Cross-slab, Eoghanacht, Co. Galway
Co. Galway |
Crosses & Monuments
Among the cluster of early medieval stone monuments associated with St Brecan's Grave on the Aran Islands, one slab carries an inscription that sets it slightly apart from its neighbours.
Carved into the shaft of an incised cross is the dedication TOMAS AP[STAL], a shorthand invocation of Thomas the Apostle, lending the stone a specific devotional identity that most such slabs, which tend toward the anonymous, do not possess.

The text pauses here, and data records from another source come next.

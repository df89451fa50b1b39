use std::fmt;
use std::io::{self, Write};

/// ANSI colors
const RESET: &str = "\x1b[0m";
const BOLD: &str = "\x1b[1m";

const FG_BLUE: &str = "\x1b[34m";
const FG_GREEN: &str = "\x1b[32m";
const FG_YELLOW: &str = "\x1b[33m";
const FG_RED: &str = "\x1b[31m";

/// Icons
const ICON_INFO: &str = "ℹ️";
const ICON_OK: &str = "✅";
const ICON_WARN: &str = "⚠️";
const ICON_ERR: &str = "❌";

pub fn info<T: fmt::Display>(msg: T) {
    println!("{}{}{} {}{}", FG_BLUE, BOLD, ICON_INFO, RESET, msg);
}

pub fn success<T: fmt::Display>(msg: T) {
    println!("{}{}{} {}{}", FG_GREEN, BOLD, ICON_OK, RESET, msg);
}

pub fn warning<T: fmt::Display>(msg: T) {
    println!("{}{}{} {}{}", FG_YELLOW, BOLD, ICON_WARN, RESET, msg);
}

pub fn error<T: fmt::Display>(msg: T) {
    eprintln!("{}{}{} {}{}", FG_RED, BOLD, ICON_ERR, RESET, msg);
}

/// Banner printed above a trip timetable: title plus date range.
pub fn trip_header(title: &str, dates: &str) {
    println!("{}{}== {} =={}  {}", FG_BLUE, BOLD, title, RESET, dates);
}

/// Ask the user to confirm a destructive action. Anything but `y`/`yes`
/// counts as a refusal, including a failed read.
pub fn ask_confirmation(prompt: &str) -> bool {
    warning(prompt);
    print!("Confirm [y/N]: ");
    let _ = io::stdout().flush();

    let mut s = String::new();
    if io::stdin().read_line(&mut s).is_ok() {
        matches!(s.trim().to_lowercase().as_str(), "y" | "yes")
    } else {
        false
    }
}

The slab is one of four cross-slabs now grouped around St Brecan's Grave in Eoghanacht, on Inis Mór. It was the antiquarian George Petrie who first recorded this particular stone in 1822, finding it inside Teampall Bhreacáin, the early church associated with the sixth-century saint Breacán. The slab itself is modest in scale, roughly 82 centimetres tall, 38 centimetres wide, and 12 centimetres thick. What it lacks in size it compensates for in craft: the cross is of the potent form, meaning each arm terminates in a crossbar, and the four quarters formed by the arms are filled with ornamented rolls, small decorative curved elements that give the surface a careful, considered quality. The cross rises from a roughly rectangular base, a compositional feature common to insular early Christian stonework. The Thomas dedication, abbreviated in the Latin manner, suggests the slab may once have marked a site or altar with a particular apostolic association, though the precise circumstances of its original placement remain unclear.